Purpose: We evaluated the biochemical recurrence (BCR) of prostate cancer patients treated by radical prostatectomy (RP) or radiotherapy (RT).

Materials and methods: Patients who underwent RP or RT as primary definitive treatment from 2007 were enrolled for this study. They were divided into two groups; the low-intermediate risk group and the high risk group according to the National Comprehensive Cancer Network guidelines. We compared differences such as age, prostate specific antigen, Gleason score, follow-up duration, clinical T staging, and BCR. Their BCR-free survival rates were analyzed.

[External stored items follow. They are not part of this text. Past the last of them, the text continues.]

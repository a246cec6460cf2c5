//! Tests for the admin API client against a fake admin server.
//!
//! Each test binds an axum app on an ephemeral port and records the JSON
//! bodies it receives so the requests can be asserted on.

use axum::extract::{Path, Query, State};
use axum::http::StatusCode;
use axum::response::{IntoResponse, Json, Response};
use axum::routing::{delete, get, patch, post};
use axum::Router;
use gantry_core::{Plugin, Route, Service, Target, Upstream};
use gantry_gateway::{GatewayAdmin, GatewayError, KongAdminClient, ObjectKind};
use serde_json::{Value, json};
use std::collections::HashMap;
use std::sync::{Arc, Mutex};
use std::time::Duration;

// ── Fake admin API ───────────────────────────────────────────────────────────

#[derive(Clone, Default)]
struct Recorded {
    bodies: Arc<Mutex<Vec<(String, Value)>>>,
}

impl Recorded {
    fn push(&self, what: &str, body: Value) {
        self.bodies.lock().unwrap().push((what.to_string(), body));
    }

    fn bodies(&self) -> Vec<(String, Value)> {
        self.bodies.lock().unwrap().clone()
    }
}

async fn root() -> Json<Value> {
    Json(json!({"version": "3.6.1", "hostname": "kong-1", "plugins": {}}))
}

async fn get_upstream(Path(name): Path<String>) -> Response {
    if name == "_orders" {
        Json(json!({"id": "u1", "name": "_orders", "algorithm": "round-robin"})).into_response()
    } else {
        (StatusCode::NOT_FOUND, Json(json!({"message": "Not found"}))).into_response()
    }
}

async fn create_upstream(State(rec): State<Recorded>, Json(body): Json<Value>) -> Response {
    rec.push("create_upstream", body.clone());
    let mut created = body;
    created["id"] = json!("u-new");
    (StatusCode::CREATED, Json(created)).into_response()
}

async fn list_targets(Query(q): Query<HashMap<String, String>>) -> Json<Value> {
    match q.get("offset").map(String::as_str) {
        None => Json(json!({
            "data": [{"id": "t1", "target": "a:8080", "weight": 100}],
            "next": "/upstreams/_orders/targets?offset=page2"
        })),
        Some(_) => Json(json!({
            "data": [{"id": "t2", "target": "b:8080", "weight": 100}],
            "next": null
        })),
    }
}

async fn create_target(State(rec): State<Recorded>, Path(_up): Path<String>, Json(body): Json<Value>) -> Response {
    rec.push("create_target", body.clone());
    let mut created = body;
    created["id"] = json!("t-new");
    (StatusCode::CREATED, Json(created)).into_response()
}

async fn delete_target(Path((_up, target)): Path<(String, String)>) -> StatusCode {
    if target == "gone" {
        StatusCode::NOT_FOUND
    } else if target == "locked" {
        StatusCode::INTERNAL_SERVER_ERROR
    } else {
        StatusCode::NO_CONTENT
    }
}

async fn patch_service(State(rec): State<Recorded>, Path(id): Path<String>, Json(body): Json<Value>) -> Json<Value> {
    rec.push("patch_service", body.clone());
    let mut updated = body;
    updated["id"] = json!(id);
    Json(updated)
}

async fn create_route(State(rec): State<Recorded>, Json(body): Json<Value>) -> Response {
    rec.push("create_route", body.clone());
    if body["name"] == "_taken" {
        return (
            StatusCode::CONFLICT,
            Json(json!({"message": "UNIQUE violation detected on '{name=\"_taken\"}'"})),
        )
            .into_response();
    }
    let mut created = body;
    created["id"] = json!("r-new");
    (StatusCode::CREATED, Json(created)).into_response()
}

async fn list_plugins(Path(_svc): Path<String>) -> Json<Value> {
    Json(json!({
        "data": [{"id": "p1", "name": "oidc", "config": {"clientID": "old"}, "service": {"id": "s1"}}],
        "next": null
    }))
}

async fn patch_plugin(
    State(rec): State<Recorded>,
    Path((_svc, id)): Path<(String, String)>,
    Json(body): Json<Value>,
) -> Json<Value> {
    rec.push("patch_plugin", body.clone());
    let mut updated = body;
    updated["id"] = json!(id);
    Json(updated)
}

async fn broken() -> Response {
    (StatusCode::BAD_GATEWAY, "upstream admin unavailable").into_response()
}

async fn spawn_fake() -> (KongAdminClient, Recorded) {
    spawn_fake_at("").await
}

/// Serves the fake admin API under `prefix`, the way a reverse proxy
/// mounting the admin API on a sub-path would.
async fn spawn_fake_at(prefix: &str) -> (KongAdminClient, Recorded) {
    let rec = Recorded::default();
    let api = Router::new()
        .route("/", get(root))
        .route("/upstreams", post(create_upstream))
        .route("/upstreams/{name}", get(get_upstream))
        .route("/upstreams/{name}/targets", get(list_targets).post(create_target))
        .route("/upstreams/{name}/targets/{target}", delete(delete_target))
        .route("/services/{id}", patch(patch_service).get(broken))
        .route("/routes", post(create_route))
        .route("/services/{id}/plugins", get(list_plugins))
        .route("/services/{id}/plugins/{plugin}", patch(patch_plugin))
        .with_state(rec.clone());
    let app = if prefix.is_empty() {
        api
    } else {
        Router::new().nest(prefix, api)
    };

    let listener = tokio::net::TcpListener::bind("127.0.0.1:0").await.unwrap();
    let addr = listener.local_addr().unwrap();
    tokio::spawn(async move {
        axum::serve(listener, app).await.unwrap();
    });

    let client = KongAdminClient::new(&format!("http://{addr}{prefix}/"), Duration::from_secs(5)).unwrap();
    (client, rec)
}

// ── Reads ────────────────────────────────────────────────────────────────────

#[tokio::test]
async fn info_reports_gateway_version() {
    let (client, _) = spawn_fake().await;
    let info = client.info().await.unwrap();
    assert_eq!(info.version, "3.6.1");
    assert_eq!(info.hostname.as_deref(), Some("kong-1"));
}

#[tokio::test]
async fn get_upstream_found_and_not_found() {
    let (client, _) = spawn_fake().await;
    let upstream = client.get_upstream("_orders").await.unwrap();
    assert_eq!(upstream.id.as_deref(), Some("u1"));

    let err = client.get_upstream("_missing").await.unwrap_err();
    assert!(err.is_not_found());
    assert!(matches!(err, GatewayError::NotFound { kind: ObjectKind::Upstream, ref name } if name == "_missing"));
}

#[tokio::test]
async fn list_targets_follows_next_links() {
    let (client, _) = spawn_fake().await;
    let targets = client.list_targets("_orders").await.unwrap();
    let addrs: Vec<&str> = targets.iter().map(|t| t.target.as_str()).collect();
    assert_eq!(addrs, vec!["a:8080", "b:8080"]);
}

#[tokio::test]
async fn list_targets_follows_next_links_under_base_path_prefix() {
    let (client, _) = spawn_fake_at("/admin").await;
    assert_eq!(client.base_url().path(), "/admin/");
    let targets = client.list_targets("_orders").await.unwrap();
    let addrs: Vec<&str> = targets.iter().map(|t| t.target.as_str()).collect();
    assert_eq!(addrs, vec!["a:8080", "b:8080"]);
}

#[tokio::test]
async fn unexpected_status_is_reported_with_body() {
    let (client, _) = spawn_fake().await;
    let err = client.get_service("s1").await.unwrap_err();
    match err {
        GatewayError::Status { status, body, .. } => {
            assert_eq!(status, 502);
            assert_eq!(body, "upstream admin unavailable");
        }
        other => panic!("expected status error, got {other:?}"),
    }
}

// ── Writes ───────────────────────────────────────────────────────────────────

#[tokio::test]
async fn create_upstream_posts_name_only() {
    let (client, rec) = spawn_fake().await;
    let created = client.create_upstream(&Upstream::named("_billing")).await.unwrap();
    assert_eq!(created.id.as_deref(), Some("u-new"));
    assert_eq!(
        rec.bodies(),
        vec![("create_upstream".to_string(), json!({"name": "_billing"}))]
    );
}

#[tokio::test]
async fn create_target_posts_address() {
    let (client, rec) = spawn_fake().await;
    let created = client
        .create_target("_orders", &Target::new("c0ffee:8080"))
        .await
        .unwrap();
    assert_eq!(created.target, "c0ffee:8080");
    assert_eq!(rec.bodies()[0].1, json!({"target": "c0ffee:8080"}));
}

#[tokio::test]
async fn delete_target_tolerates_already_deleted() {
    let (client, _) = spawn_fake().await;
    client.delete_target("_orders", "t1").await.unwrap();
    client.delete_target("_orders", "gone").await.unwrap();
    let err = client.delete_target("_orders", "locked").await.unwrap_err();
    assert!(matches!(err, GatewayError::Status { status: 500, .. }));
}

#[tokio::test]
async fn update_service_patches_by_id() {
    let (client, rec) = spawn_fake().await;
    let service = Service {
        id: Some("s1".into()),
        ..Service::bound_to("_orders", "_orders")
    };
    let updated = client.update_service(&service).await.unwrap();
    assert_eq!(updated.id.as_deref(), Some("s1"));
    assert_eq!(rec.bodies()[0].1["host"], "_orders");
}

#[tokio::test]
async fn update_service_without_id_is_rejected_locally() {
    let (client, rec) = spawn_fake().await;
    let err = client
        .update_service(&Service::bound_to("_orders", "_orders"))
        .await
        .unwrap_err();
    assert!(matches!(err, GatewayError::MissingId { kind: ObjectKind::Service, .. }));
    assert!(rec.bodies().is_empty());
}

#[tokio::test]
async fn create_route_sends_streaming_route() {
    let (client, rec) = spawn_fake().await;
    client
        .create_route(&Route::streaming("_orders", "/orders", "s1"))
        .await
        .unwrap();
    let (_, body) = &rec.bodies()[0];
    assert_eq!(body["paths"], json!(["/orders"]));
    assert_eq!(body["service"], json!({"id": "s1"}));
    assert_eq!(body["request_buffering"], json!(false));
    assert_eq!(body["response_buffering"], json!(false));
}

#[tokio::test]
async fn conflict_maps_to_already_exists() {
    let (client, _) = spawn_fake().await;
    let err = client
        .create_route(&Route::streaming("_taken", "/taken", "s1"))
        .await
        .unwrap_err();
    assert!(err.is_already_exists());
}

#[tokio::test]
async fn plugins_list_and_update() {
    let (client, rec) = spawn_fake().await;
    let mut plugins = client.list_plugins_for_service("s1").await.unwrap();
    assert_eq!(plugins.len(), 1);

    let mut plugin: Plugin = plugins.remove(0);
    plugin.config.insert("clientID".into(), json!("gateway"));
    let updated = client.update_plugin_for_service("s1", &plugin).await.unwrap();
    assert_eq!(updated.id.as_deref(), Some("p1"));
    assert_eq!(updated.config_str("clientID"), Some("gateway"));
    assert_eq!(rec.bodies()[0].0, "patch_plugin");
}
use crate::error::GatewayError;
use async_trait::async_trait;
use gantry_core::{Plugin, Route, Service, Target, Upstream};
use serde::Deserialize;
use std::fmt;

pub type Result<T> = std::result::Result<T, GatewayError>;

/// Kinds of gateway objects, used to label errors and log lines.
#[derive(Debug, Clone, Copy, PartialEq, Eq, Hash)]
pub enum ObjectKind {
    Node,
    Upstream,
    Target,
    Service,
    Route,
    Plugin,
}

impl ObjectKind {
    pub fn as_str(&self) -> &'static str {
        match self {
            ObjectKind::Node => "node",
            ObjectKind::Upstream => "upstream",
            ObjectKind::Target => "target",
            ObjectKind::Service => "service",
            ObjectKind::Route => "route",
            ObjectKind::Plugin => "plugin",
        }
    }
}

impl fmt::Display for ObjectKind {
    fn fmt(&self, f: &mut fmt::Formatter<'_>) -> fmt::Result {
        f.write_str(self.as_str())
    }
}

/// Node information reported by the admin API root.
#[derive(Debug, Clone, Default, Deserialize)]
pub struct GatewayInfo {
    pub version: String,
    #[serde(default)]
    pub hostname: Option<String>,
}

/// Admin API of the gateway being configured.
///
/// Objects are addressed by name (upstreams, services, routes) or by the
/// owning object (targets under an upstream, plugins under a service).
/// Lookups of absent objects fail with [`GatewayError::NotFound`]; creates of
/// objects that already exist fail with [`GatewayError::AlreadyExists`].
#[async_trait]
pub trait GatewayAdmin: Send + Sync {
    async fn info(&self) -> Result<GatewayInfo>;

    async fn get_upstream(&self, name: &str) -> Result<Upstream>;
    async fn create_upstream(&self, upstream: &Upstream) -> Result<Upstream>;

    /// Every target of `upstream`, across all pages.
    async fn list_targets(&self, upstream: &str) -> Result<Vec<Target>>;
    async fn create_target(&self, upstream: &str, target: &Target) -> Result<Target>;
    /// Removing a target that is already gone succeeds.
    async fn delete_target(&self, upstream: &str, target: &str) -> Result<()>;

    async fn get_service(&self, name: &str) -> Result<Service>;
    async fn create_service(&self, service: &Service) -> Result<Service>;
    /// Updates the service identified by its `id`.
    async fn update_service(&self, service: &Service) -> Result<Service>;

    async fn get_route(&self, name: &str) -> Result<Route>;
    async fn create_route(&self, route: &Route) -> Result<Route>;

    /// Every plugin attached to the service with id `service`.
    async fn list_plugins_for_service(&self, service: &str) -> Result<Vec<Plugin>>;
    async fn create_plugin_for_service(&self, service: &str, plugin: &Plugin) -> Result<Plugin>;
    /// Updates the plugin identified by its `id`.
    async fn update_plugin_for_service(&self, service: &str, plugin: &Plugin) -> Result<Plugin>;
}
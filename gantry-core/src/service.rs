use serde::{Deserialize, Serialize};

/// Gateway service: names the upstream that backs a logical service.
#[derive(Debug, Clone, Default, PartialEq, Serialize, Deserialize)]
pub struct Service {
    #[serde(default, skip_serializing_if = "Option::is_none")]
    pub id: Option<String>,

    pub name: String,

    /// Upstream name (or plain hostname) the gateway forwards to.
    pub host: String,

    #[serde(default, skip_serializing_if = "Option::is_none")]
    pub port: Option<u16>,

    #[serde(default, skip_serializing_if = "Option::is_none")]
    pub protocol: Option<String>,

    #[serde(default, skip_serializing_if = "Option::is_none")]
    pub tags: Option<Vec<String>>,
}

impl Service {
    /// A new service bound to `upstream`.
    pub fn bound_to(name: impl Into<String>, upstream: impl Into<String>) -> Self {
        Self {
            name: name.into(),
            host: upstream.into(),
            ..Default::default()
        }
    }
}

/// Reference to another gateway object by id, as embedded in routes and plugins.
#[derive(Debug, Clone, Default, PartialEq, Eq, Serialize, Deserialize)]
pub struct ForeignRef {
    pub id: String,
}

impl ForeignRef {
    pub fn new(id: impl Into<String>) -> Self {
        Self { id: id.into() }
    }
}

#[cfg(test)]
mod tests {
    use super::*;

    #[test]
    fn minimal_admin_service_deserializes() {
        let json = r#"{"id":"s1","name":"_orders","host":"_orders","port":80,"protocol":"http","path":null}"#;
        let svc: Service = serde_json::from_str(json).unwrap();
        assert_eq!(svc.id.as_deref(), Some("s1"));
        assert_eq!(svc.host, "_orders");
        assert_eq!(svc.port, Some(80));
    }

    #[test]
    fn bound_to_sets_host_to_upstream() {
        let svc = Service::bound_to("_orders", "_orders");
        assert_eq!(svc.name, "_orders");
        assert_eq!(svc.host, "_orders");
        assert!(svc.id.is_none());
        let json = serde_json::to_value(&svc).unwrap();
        assert_eq!(json, serde_json::json!({"name": "_orders", "host": "_orders"}));
    }
}
pub mod admin;
pub mod error;
pub mod kong;
#[cfg(any(test, feature = "test-util"))]
pub mod memory;

pub use admin::{GatewayAdmin, GatewayInfo, ObjectKind};
pub use error::GatewayError;
pub use kong::KongAdminClient;
#[cfg(any(test, feature = "test-util"))]
pub use memory::MemoryGateway;
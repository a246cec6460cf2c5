use serde::{Deserialize, Serialize};

/// Named pool of backend targets at the gateway.
#[derive(Debug, Clone, Default, PartialEq, Serialize, Deserialize)]
pub struct Upstream {
    #[serde(default, skip_serializing_if = "Option::is_none")]
    pub id: Option<String>,

    /// Upstream name. Services reference it through their `host`.
    pub name: String,

    #[serde(default, skip_serializing_if = "Option::is_none")]
    pub tags: Option<Vec<String>>,
}

impl Upstream {
    pub fn named(name: impl Into<String>) -> Self {
        Self {
            id: None,
            name: name.into(),
            tags: None,
        }
    }
}

/// One `host:port` member of an upstream.
#[derive(Debug, Clone, Default, PartialEq, Serialize, Deserialize)]
pub struct Target {
    #[serde(default, skip_serializing_if = "Option::is_none")]
    pub id: Option<String>,

    /// Backend address, `host:port`.
    pub target: String,

    #[serde(default, skip_serializing_if = "Option::is_none")]
    pub weight: Option<u32>,
}

impl Target {
    pub fn new(address: impl Into<String>) -> Self {
        Self {
            id: None,
            target: address.into(),
            weight: None,
        }
    }

    /// Host part of the address (everything before the last `:`).
    pub fn host(&self) -> &str {
        match self.target.rsplit_once(':') {
            Some((host, _)) => host,
            None => &self.target,
        }
    }

    /// Identifier used when deleting the target; falls back to the address,
    /// which the admin API also accepts.
    pub fn handle(&self) -> &str {
        self.id.as_deref().unwrap_or(&self.target)
    }
}

#[cfg(test)]
mod tests {
    use super::*;

    #[test]
    fn target_host_strips_port() {
        assert_eq!(Target::new("10.0.0.5:8080").host(), "10.0.0.5");
        assert_eq!(Target::new("3f2a9c:9000").host(), "3f2a9c");
    }

    #[test]
    fn target_host_without_port_is_whole_address() {
        assert_eq!(Target::new("backend").host(), "backend");
    }

    #[test]
    fn target_handle_prefers_id() {
        let mut t = Target::new("a:80");
        assert_eq!(t.handle(), "a:80");
        t.id = Some("t-1".into());
        assert_eq!(t.handle(), "t-1");
    }

    #[test]
    fn upstream_ignores_unknown_admin_fields() {
        let json = r#"{"id":"u1","name":"_orders","algorithm":"round-robin","slots":10000,"tags":null}"#;
        let us: Upstream = serde_json::from_str(json).unwrap();
        assert_eq!(us.id.as_deref(), Some("u1"));
        assert_eq!(us.name, "_orders");
        assert!(us.tags.is_none());
    }

    #[test]
    fn new_upstream_serializes_without_id() {
        let json = serde_json::to_value(Upstream::named("_orders")).unwrap();
        assert_eq!(json, serde_json::json!({"name": "_orders"}));
    }
}
use gantry_core::GatewayKey;
use gantry_gateway::GatewayError;
use std::fmt;
use thiserror::Error;

/// Per-key reconciliation step, in execution order.
#[derive(Debug, Clone, Copy, PartialEq, Eq)]
pub enum Step {
    Read,
    Upstream,
    Targets,
    Service,
    AuthPlugin,
    Route,
}

impl Step {
    pub fn as_str(&self) -> &'static str {
        match self {
            Step::Read => "read",
            Step::Upstream => "upstream",
            Step::Targets => "targets",
            Step::Service => "service",
            Step::AuthPlugin => "auth-plugin",
            Step::Route => "route",
        }
    }
}

impl fmt::Display for Step {
    fn fmt(&self, f: &mut fmt::Formatter<'_>) -> fmt::Result {
        f.write_str(self.as_str())
    }
}

/// Why reconciliation of one gateway key stopped early.
///
/// Scoped to that key: the other keys of the cycle still run, and the next
/// cycle retries from the top.
#[derive(Error, Debug)]
pub enum ReconcileError {
    #[error("{key}: {step} step failed: {source}")]
    Step {
        key: GatewayKey,
        step: Step,
        #[source]
        source: GatewayError,
    },

    #[error("{key}: gateway paths {paths:?} map to the same key")]
    KeyCollision { key: GatewayKey, paths: Vec<String> },
}

impl ReconcileError {
    pub fn key(&self) -> &GatewayKey {
        match self {
            ReconcileError::Step { key, .. } | ReconcileError::KeyCollision { key, .. } => key,
        }
    }

    /// The failed step; `None` when the key was refused before any step ran.
    pub fn step(&self) -> Option<Step> {
        match self {
            ReconcileError::Step { step, .. } => Some(*step),
            ReconcileError::KeyCollision { .. } => None,
        }
    }
}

Results: A total of 165 patients were enrolled. There were 115 patients in the low-intermediate risk. Among them, 88 received RP and 27 underwent RT. BCR occurred in 9 of the RP patients (10.2%) and 3 of the RT patients (11.1%). For the high risk group, 50 patients were included. RP was performed in 25 patients and RT in 25 patients. BCR was observed in 4 of the RP patients (16%) and 12 of the RT patients (48%). There were no differences in BCR-free survival for the low-intermediate group (p=0.765). For the high risk group, the RP group had a higher BCR free survival rate (p=0.032).

Conclusions: No difference of BCR and BCR-free survival was seen in the low-intermediate risk group but lower BCR and better BCR-free survival were observed for patients that received RP in the high risk group. RP should be a more strongly considered option when deciding the treatment method for selected high risk patients.